Stored data:
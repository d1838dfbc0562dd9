//! Command parsing and routing layer
//!
//! Provides a simple, custom command parser for interactive readline input.
//! The clap CLI converts its subcommands into the same `Command` values (see
//! `cli::runner`), so both front ends share one dispatcher.

use std::path::PathBuf;

use crate::filters::presets::PresetId;
use crate::filters::{SortDirection, SortSpec};
use crate::models::Column;

/// Parsed command from user input
#[derive(Debug, Clone, PartialEq, Eq)]
pub enum Command {
    /// Show the current view: `show [page]`
    Show { page: usize },
    /// Set a column filter: `filter <column> <expr>`
    Filter { column: Column, expr: String },
    /// Remove one column filter: `unfilter <column>`
    Unfilter { column: Column },
    /// Sort the view: `sort <column> [asc|desc]`
    Sort { column: Column, direction: SortDirection },
    /// Apply a quick filter preset: `preset <id>`
    Preset { id: PresetId },
    /// Deactivate the quick filter: `clear`
    Clear,
    /// Drop the quick filter and every column filter: `reset`
    Reset,
    /// Export the full snapshot: `export [dir]`
    Export { dir: Option<PathBuf> },
    /// Per-period totals: `totals`
    Totals,
    /// Column descriptions: `legend`
    Legend,
    /// Preset catalog: `presets`
    Presets,
    /// Show help
    Help,
    /// Exit/quit
    Exit,
}

/// Error type for command parsing
#[derive(Debug, Clone)]
pub struct CommandParseError {
    pub message: String,
}

impl std::fmt::Display for CommandParseError {
    fn fmt(&self, f: &mut std::fmt::Formatter) -> std::fmt::Result {
        write!(f, "{}", self.message)
    }
}

impl std::error::Error for CommandParseError {}

fn parse_error(message: impl Into<String>) -> CommandParseError {
    CommandParseError {
        message: message.into(),
    }
}

pub fn parse_column(s: &str) -> Result<Column, CommandParseError> {
    s.parse::<Column>().map_err(|_| {
        let known: Vec<&str> = Column::ALL.iter().map(|c| c.as_str()).collect();
        parse_error(format!(
            "Unknown column '{}'. Columns: {}",
            s,
            known.join(", ")
        ))
    })
}

pub fn parse_preset(s: &str) -> Result<PresetId, CommandParseError> {
    s.parse::<PresetId>().map_err(|_| {
        let known: Vec<&str> = PresetId::ALL.iter().map(|p| p.as_str()).collect();
        parse_error(format!(
            "Unknown preset '{}'. Presets: {}",
            s,
            known.join(", ")
        ))
    })
}

/// Parse `COLUMN[:asc|desc]`; the direction defaults to descending.
pub fn parse_sort(s: &str) -> Result<SortSpec, CommandParseError> {
    let (column, direction) = match s.split_once(':') {
        Some((c, d)) => (c, Some(d)),
        None => (s, None),
    };
    let column = parse_column(column)?;
    let direction = match direction {
        Some(d) => d
            .parse::<SortDirection>()
            .map_err(|_| parse_error(format!("Invalid sort direction '{}'. Use asc or desc", d)))?,
        None => SortDirection::Descending,
    };
    Ok(SortSpec::new(column, direction))
}

/// Parse `COLUMN=EXPR`. Only the first `=` separates, so `mv-pct-a==5`
/// filters with `=5`.
pub fn parse_column_filter(s: &str) -> Result<(Column, String), CommandParseError> {
    let (column, expr) = s
        .split_once('=')
        .ok_or_else(|| parse_error(format!("Invalid filter '{}'. Use COLUMN=EXPR", s)))?;
    Ok((parse_column(column)?, expr.trim().to_string()))
}

/// Parse a command string into a Command enum
///
/// A leading slash is accepted, so `/preset exits` and `preset exits` are
/// the same command.
pub fn parse_command(input: &str) -> Result<Command, CommandParseError> {
    let input = input.trim();

    if input.is_empty() {
        return Err(parse_error("Empty command. Type `/help` for commands."));
    }

    let input = input.strip_prefix('/').unwrap_or(input);

    let (cmd, rest) = match input.split_once(char::is_whitespace) {
        Some((c, r)) => (c, r.trim()),
        None => (input, ""),
    };

    match cmd.to_lowercase().as_str() {
        "show" | "view" => {
            let page = if rest.is_empty() {
                1
            } else {
                rest.parse::<usize>()
                    .ok()
                    .filter(|p| *p > 0)
                    .ok_or_else(|| parse_error(format!("Invalid page '{}'", rest)))?
            };
            Ok(Command::Show { page })
        }
        "filter" => {
            let (column, expr) = match rest.split_once(char::is_whitespace) {
                Some((c, e)) => (c, e.trim()),
                None => (rest, ""),
            };
            if column.is_empty() {
                return Err(parse_error(
                    "filter requires a column. Usage: filter <column> <expr>",
                ));
            }
            let column = parse_column(column)?;
            if expr.is_empty() {
                // An empty box means no filter on that column
                return Ok(Command::Unfilter { column });
            }
            Ok(Command::Filter {
                column,
                expr: expr.to_string(),
            })
        }
        "unfilter" => {
            if rest.is_empty() {
                return Err(parse_error("unfilter requires a column. Usage: unfilter <column>"));
            }
            Ok(Command::Unfilter {
                column: parse_column(rest)?,
            })
        }
        "sort" => {
            let mut parts = rest.split_whitespace();
            let column = parts.next().ok_or_else(|| {
                parse_error("sort requires a column. Usage: sort <column> [asc|desc]")
            })?;
            let column = parse_column(column)?;
            let direction = match parts.next() {
                Some(d) => d.parse::<SortDirection>().map_err(|_| {
                    parse_error(format!("Invalid sort direction '{}'. Use asc or desc", d))
                })?,
                None => SortDirection::Descending,
            };
            Ok(Command::Sort { column, direction })
        }
        "preset" => {
            if rest.is_empty() {
                return Err(parse_error("preset requires an id. Type `presets` to list them"));
            }
            Ok(Command::Preset {
                id: parse_preset(rest)?,
            })
        }
        "clear" => Ok(Command::Clear),
        "reset" => Ok(Command::Reset),
        "export" => Ok(Command::Export {
            dir: (!rest.is_empty()).then(|| PathBuf::from(rest)),
        }),
        "totals" => Ok(Command::Totals),
        "legend" => Ok(Command::Legend),
        "presets" => Ok(Command::Presets),
        "help" | "h" | "?" => Ok(Command::Help),
        "exit" | "quit" | "q" => Ok(Command::Exit),
        _ => Err(parse_error(format!(
            "Unknown command: {}. Type `/help` for commands.",
            cmd
        ))),
    }
}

## TASK DESCRIPTION
Retype all of the data shown above, word for word.

## RESPONSE AREA
repository d1838dfbc0562dd9
//! Command parsing and routing layer
//!
//! Provides a simple, custom command parser for interactive readline input.
//! The clap CLI converts its subcommands into the same `Command` values (see
//! `cli::runner`), so both front ends share one dispatcher.

use std::path::PathBuf;

use crate::filters::presets::PresetId;
use crate::filters::{SortDirection, SortSpec};
use crate::models::Column;

/// Parsed command from user input
#[derive(Debug, Clone, PartialEq, Eq)]
pub enum Command {
    /// Show the current view: `show [page]`
    Show { page: usize },
    /// Set a column filter: `filter <column> <expr>`
    Filter { column: Column, expr: String },
    /// Remove one column filter: `unfilter <column>`
    Unfilter { column: Column },
    /// Sort the view: `sort <column> [asc|desc]`
    Sort { column: Column, direction: SortDirection },
    /// Apply a quick filter preset: `preset <id>`
    Preset { id: PresetId },
    /// Deactivate the quick filter: `clear`
    Clear,
    /// Drop the quick filter and every column filter: `reset`
    Reset,
    /// Export the full snapshot: `export [dir]`
    Export { dir: Option<PathBuf> },
    /// Per-period totals: `totals`
    Totals,
    /// Column descriptions: `legend`
    Legend,
    /// Preset catalog: `presets`
    Presets,
    /// Show help
    Help,
    /// Exit/quit
    Exit,
}

/// Error type for command parsing
#[derive(Debug, Clone)]
pub struct CommandParseError {
    pub message: String,
}

impl std::fmt::Display for CommandParseError {
    fn fmt(&self, f: &mut std::fmt::Formatter) -> std::fmt::Result {
        write!(f, "{}", self.message)
    }
}

impl std::error::Error for CommandParseError {}

fn parse_error(message: impl Into<String>) -> CommandParseError {
    CommandParseError {
        message: message.into(),
    }
}

pub fn parse_column(s: &str) -> Result<Column, CommandParseError> {
    s.parse::<Column>().map_err(|_| {
        let known: Vec<&str> = Column::ALL.iter().map(|c| c.as_str()).collect();
        parse_error(format!(
            "Unknown column '{}'. Columns: {}",
            s,
            known.join(", ")
        ))
    })
}

pub fn parse_preset(s: &str) -> Result<PresetId, CommandParseError> {
    s.parse::<PresetId>().map_err(|_| {
        let known: Vec<&str> = PresetId::ALL.iter().map(|p| p.as_str()).collect();
        parse_error(format!(
            "Unknown preset '{}'. Presets: {}",
            s,
            known.join(", ")
        ))
    })
}

/// Parse `COLUMN[:asc|desc]`; the direction defaults to descending.
pub fn parse_sort(s: &str) -> Result<SortSpec, CommandParseError> {
    let (column, direction) = match s.split_once(':') {
        Some((c, d)) => (c, Some(d)),
        None => (s, None),
    };
    let column = parse_column(column)?;
    let direction = match direction {
        Some(d) => d
            .parse::<SortDirection>()
            .map_err(|_| parse_error(format!("Invalid sort direction '{}'. Use asc or desc", d)))?,
        None => SortDirection::Descending,
    };
    Ok(SortSpec::new(column, direction))
}

/// Parse `COLUMN=EXPR`. Only the first `=` separates, so `mv-pct-a==5`
/// filters with `=5`.
pub fn parse_column_filter(s: &str) -> Result<(Column, String), CommandParseError> {
    let (column, expr) = s
        .split_once('=')
        .ok_or_else(|| parse_error(format!("Invalid filter '{}'. Use COLUMN=EXPR", s)))?;
    Ok((parse_column(column)?, expr.trim().to_string()))
}

/// Parse a command string into a Command enum
///
/// A leading slash is accepted, so `/preset exits` and `preset exits` are
/// the same command.
pub fn parse_command(input: &str) -> Result<Command, CommandParseError> {
    let input = input.trim();

    if input.is_empty() {
        return Err(parse_error("Empty command. Type `/help` for commands."));
    }

    let input = input.strip_prefix('/').unwrap_or(input);

    let (cmd, rest) = match input.split_once(char::is_whitespace) {
        Some((c, r)) => (c, r.trim()),
        None => (input, ""),
    };

    match cmd.to_lowercase().as_str() {
        "show" | "view" => {
            let page = if rest.is_empty() {
                1
            } else {
                rest.parse::<usize>()
                    .ok()
                    .filter(|p| *p > 0)
                    .ok_or_else(|| parse_error(format!("Invalid page '{}'", rest)))?
            };
            Ok(Command::Show { page })
        }
        "filter" => {
            let (column, expr) = match rest.split_once(char::is_whitespace) {
                Some((c, e)) => (c, e.trim()),
                None => (rest, ""),
            };
            if column.is_empty() {
                return Err(parse_error(
                    "filter requires a column. Usage: filter <column> <expr>",
                ));
            }
            let column = parse_column(column)?;
            if expr.is_empty() {
                // An empty box means no filter on that column
                return Ok(Command::Unfilter { column });
            }
            Ok(Command::Filter {
                column,
                expr: expr.to_string(),
            })
        }
        "unfilter" => {
            if rest.is_empty() {
                return Err(parse_error("unfilter requires a column. Usage: unfilter <column>"));
            }
            Ok(Command::Unfilter {
                column: parse_column(rest)?,
            })
        }
        "sort" => {
            let mut parts = rest.split_whitespace();
            let column = parts.next().ok_or_else(|| {
                parse_error("sort requires a column. Usage: sort <column> [asc|desc]")
            })?;
            let column = parse_column(column)?;
            let direction = match parts.next() {
                Some(d) => d.parse::<SortDirection>().map_err(|_| {
                    parse_error(format!("Invalid sort direction '{}'. Use asc or desc", d))
                })?,
                None => SortDirection::Descending,
            };
            Ok(Command::Sort { column, direction })
        }
        "preset" => {
            if rest.is_empty() {
                return Err(parse_error("preset requires an id. Type `presets` to list them"));
            }
            Ok(Command::Preset {
                id: parse_preset(rest)?,
            })
        }
        "clear" => Ok(Command::Clear),
        "reset" => Ok(Command::Reset),
        "export" => Ok(Command::Export {
            dir: (!rest.is_empty()).then(|| PathBuf::from(rest)),
        }),
        "totals" => Ok(Command::Totals),
        "legend" => Ok(Command::Legend),
        "presets" => Ok(Command::Presets),
        "help" | "h" | "?" => Ok(Command::Help),
        "exit" | "quit" | "q" => Ok(Command::Exit),
        _ => Err(parse_error(format!(
            "Unknown command: {}. Type `/help` for commands.",
            cmd
        ))),
    }
}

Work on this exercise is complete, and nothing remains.